**Exercise brief:** Search the entries below for the string "fraction" and copy the lines that hold it.

(Collected data)

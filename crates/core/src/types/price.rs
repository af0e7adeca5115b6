//! Type-safe price representation using decimal arithmetic.
//!
//! Amounts are exact decimals, never floats, so sums over a cart cannot
//! drift. The storefront sells in Indonesian Rupiah, which has no minor
//! unit in practice; other currencies keep two decimal places.

use std::ops::Add;

use rust_decimal::Decimal;
use serde::{Deserialize, Serialize};

/// A price with currency information.
#[derive(Debug, Clone, Copy, PartialEq, Eq, Serialize, Deserialize)]
#[serde(rename_all = "camelCase")]
pub struct Price {
    /// Amount in the currency's standard unit (e.g. rupiah, dollars).
    pub amount: Decimal,
    /// ISO 4217 currency code.
    pub currency_code: CurrencyCode,
}

impl Price {
    /// Create a new price.
    #[must_use]
    pub const fn new(amount: Decimal, currency_code: CurrencyCode) -> Self {
        Self {
            amount,
            currency_code,
        }
    }

    /// A zero amount in the given currency.
    #[must_use]
    pub const fn zero(currency_code: CurrencyCode) -> Self {
        Self::new(Decimal::ZERO, currency_code)
    }

    /// Whether the amount is zero.
    #[must_use]
    pub const fn is_zero(&self) -> bool {
        self.amount.is_zero()
    }

    /// Format for display, e.g. `Rp1.500.000` or `$19.99`.
    #[must_use]
    pub fn display(&self) -> String {
        let scale = self.currency_code.display_scale();
        let rounded = self.amount.round_dp(scale);
        let negative = rounded.is_sign_negative() && !rounded.is_zero();
        let text = format!("{:.*}", scale as usize, rounded.abs());

        let (whole, fraction) = text.split_once('.').unwrap_or((text.as_str(), ""));
        let grouped = group_thousands(whole, self.currency_code.group_separator());

        let mut out = String::new();
        if negative {
            out.push('-');
        }
        out.push_str(self.currency_code.symbol());
        out.push_str(&grouped);
        if !fraction.is_empty() {
            out.push(self.currency_code.decimal_separator());
            out.push_str(fraction);
        }
        out
    }
}

impl Add for Price {
    type Output = Self;

    /// Adds two prices.
    ///
    /// Both operands must share a currency; the left-hand currency wins.
    fn add(self, rhs: Self) -> Self::Output {
        debug_assert_eq!(self.currency_code, rhs.currency_code);
        Self::new(self.amount + rhs.amount, self.currency_code)
    }
}

fn group_thousands(digits: &str, separator: char) -> String {
    let len = digits.len();
    let mut out = String::with_capacity(len + len / 3);
    for (i, c) in digits.chars().enumerate() {
        if i > 0 && (len - i) % 3 == 0 {
            out.push(separator);
        }
        out.push(c);
    }
    out
}

/// ISO 4217 currency codes.
#[derive(Debug, Clone, Copy, PartialEq, Eq, Hash, Serialize, Deserialize, Default)]
pub enum CurrencyCode {
    #[default]
    IDR,
    USD,
    EUR,
    GBP,
    SGD,
}

impl CurrencyCode {
    /// Currency symbol used as a display prefix.
    #[must_use]
    pub const fn symbol(self) -> &'static str {
        match self {
            Self::IDR => "Rp",
            Self::USD => "$",
            Self::EUR => "€",
            Self::GBP => "£",
            Self::SGD => "S$",
        }
    }

    /// The three-letter ISO code.
    #[must_use]
    pub const fn code(self) -> &'static str {
        match self {
            Self::IDR => "IDR",
            Self::USD => "USD",
            Self::EUR => "EUR",
            Self::GBP => "GBP",
            Self::SGD => "SGD",
        }
    }

    const fn display_scale(self) -> u32 {
        match self {
            Self::IDR => 0,
            _ => 2,
        }
    }

    // id-ID locale groups with '.', everything else with ','
    const fn group_separator(self) -> char {
        match self {
            Self::IDR | Self::EUR => '.',
            _ => ',',
        }
    }

    const fn decimal_separator(self) -> char {
        match self {
            Self::IDR | Self::EUR => ',',
            _ => '.',
        }
    }
}

impl std::fmt::Display for CurrencyCode {
    fn fmt(&self, f: &mut std::fmt::Formatter<'_>) -> std::fmt::Result {
        f.write_str(self.code())
    }
}

impl std::str::FromStr for CurrencyCode {
    type Err = String;

    fn from_str(s: &str) -> Result<Self, Self::Err> {
        match s.trim().to_ascii_uppercase().as_str() {
            "IDR" => Ok(Self::IDR),
            "USD" => Ok(Self::USD),
            "EUR" => Ok(Self::EUR),
            "GBP" => Ok(Self::GBP),
            "SGD" => Ok(Self::SGD),
            other => Err(format!("unsupported currency code: {other}")),
        }
    }
}
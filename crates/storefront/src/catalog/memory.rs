//! In-process catalog over a fixed set of items.

use std::cmp;
use std::path::Path;
use std::sync::atomic::{AtomicUsize, Ordering};

use tracing::{debug, instrument};

use super::cursor::{PageCursor, SortValue};
use super::query::{Direction, FieldValue, Predicate, QueryDescriptor};
use super::{Catalog, CatalogError, CatalogItem, CatalogPage};

/// Evaluates queries against items held in memory.
///
/// Supports every predicate combination a descriptor can express, including
/// several set-membership predicates and range filters on a field other than
/// the ordering field.
#[derive(Debug, Default)]
pub struct MemoryCatalog {
    items: Vec<CatalogItem>,
    fail_next: AtomicUsize,
    fetches: AtomicUsize,
}

impl MemoryCatalog {
    #[must_use]
    pub fn new(items: Vec<CatalogItem>) -> Self {
        Self {
            items,
            ..Self::default()
        }
    }

    /// Load items from a JSON array.
    ///
    /// # Errors
    ///
    /// Returns an error if `json` is not an array of catalog items.
    pub fn from_json_str(json: &str) -> Result<Self, CatalogError> {
        Ok(Self::new(serde_json::from_str(json)?))
    }

    /// Load items from a JSON fixture file.
    ///
    /// # Errors
    ///
    /// Returns an error if the file cannot be read or parsed.
    pub fn from_path(path: impl AsRef<Path>) -> Result<Self, CatalogError> {
        let raw = std::fs::read_to_string(path)?;
        Self::from_json_str(&raw)
    }

    #[must_use]
    pub fn items(&self) -> &[CatalogItem] {
        &self.items
    }

    /// Make the next `n` fetches fail with `CatalogError::Unavailable`.
    pub fn fail_next(&self, n: usize) {
        self.fail_next.store(n, Ordering::SeqCst);
    }

    /// Number of fetches answered so far, failed ones included.
    #[must_use]
    pub fn fetch_count(&self) -> usize {
        self.fetches.load(Ordering::SeqCst)
    }

    fn take_failure(&self) -> bool {
        self.fail_next
            .fetch_update(Ordering::SeqCst, Ordering::SeqCst, |n| n.checked_sub(1))
            .is_ok()
    }

    fn run(&self, query: &QueryDescriptor) -> Result<CatalogPage, CatalogError> {
        let field = query.order_by.field;
        let direction = query.order_by.direction;

        let mut matching: Vec<(SortValue, &CatalogItem)> = self
            .items
            .iter()
            .filter(|item| query.predicates.iter().all(|p| matches_predicate(item, p)))
            .map(|item| (SortValue::of(item, field), item))
            .collect();

        matching.sort_by(|(av, a), (bv, b)| compare_keys(av, &a.id, bv, &b.id, direction));

        let after = query.start_after.as_ref().map(PageCursor::decode).transpose()?;
        let limit = usize::try_from(query.limit).unwrap_or(usize::MAX);

        let items: Vec<CatalogItem> = matching
            .into_iter()
            .filter(|(value, item)| {
                after.as_ref().is_none_or(|key| {
                    compare_keys(value, &item.id, &key.value, &key.id, direction)
                        == cmp::Ordering::Greater
                })
            })
            .take(limit)
            .map(|(_, item)| item.clone())
            .collect();

        let end_cursor = items
            .last()
            .map(|item| PageCursor::for_item(item, field))
            .transpose()?;

        Ok(CatalogPage { items, end_cursor })
    }
}

impl Catalog for MemoryCatalog {
    #[instrument(skip_all, fields(limit = query.limit, predicates = query.predicates.len()))]
    async fn fetch_page(&self, query: &QueryDescriptor) -> Result<CatalogPage, CatalogError> {
        self.fetches.fetch_add(1, Ordering::SeqCst);
        if self.take_failure() {
            return Err(CatalogError::Unavailable("injected failure".to_string()));
        }
        let page = self.run(query)?;
        debug!(returned = page.items.len(), "Memory catalog page");
        Ok(page)
    }
}

/// Order two (value, id) keys. The id tiebreak is always ascending.
fn compare_keys<I: Ord>(
    av: &SortValue,
    a_id: &I,
    bv: &SortValue,
    b_id: &I,
    direction: Direction,
) -> cmp::Ordering {
    let by_value = av.compare(bv).unwrap_or(cmp::Ordering::Equal);
    let by_value = match direction {
        Direction::Asc => by_value,
        Direction::Desc => by_value.reverse(),
    };
    by_value.then_with(|| a_id.cmp(b_id))
}

fn matches_predicate(item: &CatalogItem, predicate: &Predicate) -> bool {
    match predicate {
        Predicate::Eq { field, value } => match (SortValue::of(item, *field), value) {
            (SortValue::Count(n), FieldValue::Bool(b)) => (n != 0) == *b,
            (SortValue::Text(text), FieldValue::Text(expected)) => text == *expected,
            _ => false,
        },
        Predicate::In { field, values } => match SortValue::of(item, *field) {
            SortValue::Text(text) => values.contains(&text),
            _ => false,
        },
        Predicate::Range { field, min, max } => match SortValue::of(item, *field) {
            SortValue::Decimal(d) => *min <= d && d <= *max,
            _ => false,
        },
        Predicate::Contains { value, .. } => item.search_keywords.iter().any(|k| k == value),
    }
}

#[cfg(test)]
#[allow(clippy::unwrap_used)]
mod tests {
    use chrono::{TimeZone, Utc};
    use rust_decimal::Decimal;

    use super::*;
    use crate::catalog::{FilterSortSpec, SortKey, TypeFilter, compose};

    fn item(id: &str, price: i64, sold: u64, day: u32) -> CatalogItem {
        CatalogItem {
            id: id.into(),
            name: format!("Scent {id}"),
            brand: if sold % 2 == 0 { "Creed" } else { "Dior" }.to_string(),
            category: if price > 1_000_000 { "Woody" } else { "Fresh" }.to_string(),
            price: Decimal::new(price, 0),
            has_full_bottle: true,
            has_decant: price > 500_000,
            featured: day % 3 == 0,
            sold_count: sold,
            rating: Decimal::new(45, 1),
            created_at: Utc.with_ymd_and_hms(2025, 1, day, 0, 0, 0).unwrap(),
            search_keywords: vec![format!("scent {id}").to_lowercase(), "parfum".to_string()],
            image: None,
        }
    }

    fn catalog() -> MemoryCatalog {
        MemoryCatalog::new(vec![
            item("a", 400_000, 10, 1),
            item("b", 1_200_000, 3, 2),
            item("c", 800_000, 3, 3),
            item("d", 2_500_000, 7, 4),
            item("e", 800_000, 0, 5),
        ])
    }

    fn ids(page: &CatalogPage) -> Vec<&str> {
        page.items.iter().map(|i| i.id.as_str()).collect()
    }

    #[tokio::test]
    async fn test_default_is_newest_first() {
        let page = catalog()
            .fetch_page(&compose(&FilterSortSpec::default(), None, 12))
            .await
            .unwrap();
        assert_eq!(ids(&page), vec!["e", "d", "c", "b", "a"]);
    }

    #[tokio::test]
    async fn test_ties_break_by_id() {
        let spec = FilterSortSpec::default().with_sort(SortKey::PriceAsc);
        let page = catalog().fetch_page(&compose(&spec, None, 12)).await.unwrap();
        assert_eq!(ids(&page), vec!["a", "c", "e", "b", "d"]);

        let spec = FilterSortSpec::default().with_sort(SortKey::Bestselling);
        let page = catalog().fetch_page(&compose(&spec, None, 12)).await.unwrap();
        assert_eq!(ids(&page), vec!["a", "d", "b", "c", "e"]);
    }

    #[tokio::test]
    async fn test_cursor_pages_do_not_overlap() {
        let catalog = catalog();
        let spec = FilterSortSpec::default().with_sort(SortKey::PriceAsc);

        let first = catalog.fetch_page(&compose(&spec, None, 2)).await.unwrap();
        assert_eq!(ids(&first), vec!["a", "c"]);

        let second = catalog
            .fetch_page(&compose(&spec, first.end_cursor.as_ref(), 2))
            .await
            .unwrap();
        assert_eq!(ids(&second), vec!["e", "b"]);

        let third = catalog
            .fetch_page(&compose(&spec, second.end_cursor.as_ref(), 2))
            .await
            .unwrap();
        assert_eq!(ids(&third), vec!["d"]);

        let empty = catalog
            .fetch_page(&compose(&spec, third.end_cursor.as_ref(), 2))
            .await
            .unwrap();
        assert!(empty.items.is_empty());
        assert!(empty.end_cursor.is_none());
    }

    #[tokio::test]
    async fn test_combined_predicates() {
        let spec = FilterSortSpec::default()
            .with_category_toggled("Fresh")
            .with_brand_toggled("Dior")
            .with_type_filter(Some(TypeFilter::Decant))
            .with_price_range(Some(Decimal::new(500_000, 0)), None);
        let page = catalog().fetch_page(&compose(&spec, None, 12)).await.unwrap();
        assert_eq!(ids(&page), vec!["c"]);
    }

    #[tokio::test]
    async fn test_search_and_featured() {
        let spec = FilterSortSpec::default().with_search("Scent D");
        let page = catalog().fetch_page(&compose(&spec, None, 12)).await.unwrap();
        assert_eq!(ids(&page), vec!["d"]);

        let spec = FilterSortSpec::default().with_featured(true);
        let page = catalog().fetch_page(&compose(&spec, None, 12)).await.unwrap();
        assert_eq!(ids(&page), vec!["c"]);
    }

    #[tokio::test]
    async fn test_inverted_range_matches_nothing() {
        let spec = FilterSortSpec::default()
            .with_price_range(Some(Decimal::new(900_000, 0)), Some(Decimal::new(100, 0)));
        let page = catalog().fetch_page(&compose(&spec, None, 12)).await.unwrap();
        assert!(page.items.is_empty());
    }

    #[tokio::test]
    async fn test_featured_shelf() {
        let shelf = FilterSortSpec::featured_shelf();
        let page = catalog().fetch_page(&shelf.query()).await.unwrap();
        assert_eq!(shelf.query().limit, 4);
        assert_eq!(ids(&page), ["c"]);
        assert!(page.items.iter().all(|i| i.featured));
    }

    #[tokio::test]
    async fn test_best_sellers_shelf() {
        let shelf = FilterSortSpec::best_sellers();
        let page = catalog().fetch_page(&shelf.query()).await.unwrap();
        assert_eq!(ids(&page), ["a", "d", "b", "c"]);
    }

    #[tokio::test]
    async fn test_invalid_cursor_is_rejected() {
        let cursor = PageCursor::from_token("nope");
        let query = compose(&FilterSortSpec::default(), Some(&cursor), 12);
        let err = catalog().fetch_page(&query).await.unwrap_err();
        assert!(matches!(err, CatalogError::InvalidCursor(_)));
    }

    #[tokio::test]
    async fn test_injected_failures() {
        let catalog = catalog();
        catalog.fail_next(1);
        let query = compose(&FilterSortSpec::default(), None, 12);

        assert!(catalog.fetch_page(&query).await.is_err());
        assert!(catalog.fetch_page(&query).await.is_ok());
        assert_eq!(catalog.fetch_count(), 2);
    }

    #[test]
    fn test_from_json_str() {
        let json = r#"[{
            "id": "p1",
            "name": "Aventus",
            "brand": "Creed",
            "category": "Men",
            "price": "4500000",
            "createdAt": "2025-03-01T00:00:00Z"
        }]"#;
        let catalog = MemoryCatalog::from_json_str(json).unwrap();
        assert_eq!(catalog.items().len(), 1);
        assert!(!catalog.items()[0].has_decant);
    }
}
impl PageAccumulator {
    #[must_use]
    pub fn new(page_size: u32) -> Self {
        Self {
            spec: FilterSortSpec::default(),
            page_size,
            items: Vec::new(),
            cursor: None,
            state: FeedState::Empty,
            generation: 0,
        }
    }

    /// Switch to `spec`: drop everything accumulated, start a new
    /// generation and issue its first fetch.
    ///
    /// Any fetch still in flight for the previous generation becomes stale.
    pub fn reset(&mut self, spec: FilterSortSpec) -> FetchTicket {
        self.spec = spec;
        self.items.clear();
        self.cursor = None;
        self.generation = self.generation.wrapping_add(1);
        self.state = FeedState::Loading;

        debug!(generation = self.generation, "Listing spec changed");
        self.ticket()
    }

    /// Start the next page fetch.
    ///
    /// Returns `None` unless the accumulator is `Ready`, so a second call
    /// while a fetch is in flight does nothing.
    pub fn begin_fetch(&mut self) -> Option<FetchTicket> {
        if self.state != FeedState::Ready {
            debug!(state = ?self.state, "Ignoring fetch request");
            return None;
        }
        self.state = FeedState::LoadingMore;
        Some(self.ticket())
    }

    /// Apply a page fetched for `ticket`.
    pub fn complete(&mut self, ticket: &FetchTicket, page: CatalogPage) -> FetchOutcome {
        if !self.is_current(ticket) {
            return FetchOutcome::Stale;
        }

        let added = page.items.len();
        let has_more = u32::try_from(added).is_ok_and(|n| n == self.page_size);

        self.items.extend(page.items);
        if let Some(cursor) = page.end_cursor {
            self.cursor = Some(cursor);
        }
        self.state = if has_more {
            FeedState::Ready
        } else {
            FeedState::Exhausted
        };

        debug!(
            generation = self.generation,
            added,
            items = self.items.len(),
            has_more,
            "Page appended"
        );
        FetchOutcome::Appended { added, has_more }
    }

    /// Record that the fetch for `ticket` failed.
    ///
    /// The accumulator goes back to `Ready` with its cursor unchanged, so
    /// [`PageAccumulator::begin_fetch`] retries the same page (the first
    /// page, after a failed initial load).
    pub fn fail(&mut self, ticket: &FetchTicket) -> FetchOutcome {
        if !self.is_current(ticket) {
            return FetchOutcome::Stale;
        }
        self.state = FeedState::Ready;
        FetchOutcome::Failed
    }

    fn is_current(&self, ticket: &FetchTicket) -> bool {
        let in_flight = matches!(self.state, FeedState::Loading | FeedState::LoadingMore);
        if ticket.generation != self.generation || !in_flight {
            debug!(
                ticket_generation = ticket.generation,
                generation = self.generation,
                "Discarding stale page"
            );
            return false;
        }
        true
    }

    fn ticket(&self) -> FetchTicket {
        FetchTicket {
            generation: self.generation,
            query: compose(&self.spec, self.cursor.as_ref(), self.page_size),
        }
    }

    #[must_use]
    pub fn items(&self) -> &[CatalogItem] {
        &self.items
    }

    #[must_use]
    pub const fn state(&self) -> FeedState {
        self.state
    }

    /// Whether another page may exist.
    #[must_use]
    pub fn has_more(&self) -> bool {
        self.state != FeedState::Exhausted
    }

    #[must_use]
    pub const fn generation(&self) -> u64 {
        self.generation
    }

    #[must_use]
    pub const fn cursor(&self) -> Option<&PageCursor> {
        self.cursor.as_ref()
    }

    #[must_use]
    pub const fn spec(&self) -> &FilterSortSpec {
        &self.spec
    }

    #[must_use]
    pub const fn page_size(&self) -> u32 {
        self.page_size
    }
}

**Solved problem:**
        let (whole, fraction) = text.split_once('.').unwrap_or((text.as_str(), ""));
        if !fraction.is_empty() {
            out.push_str(fraction);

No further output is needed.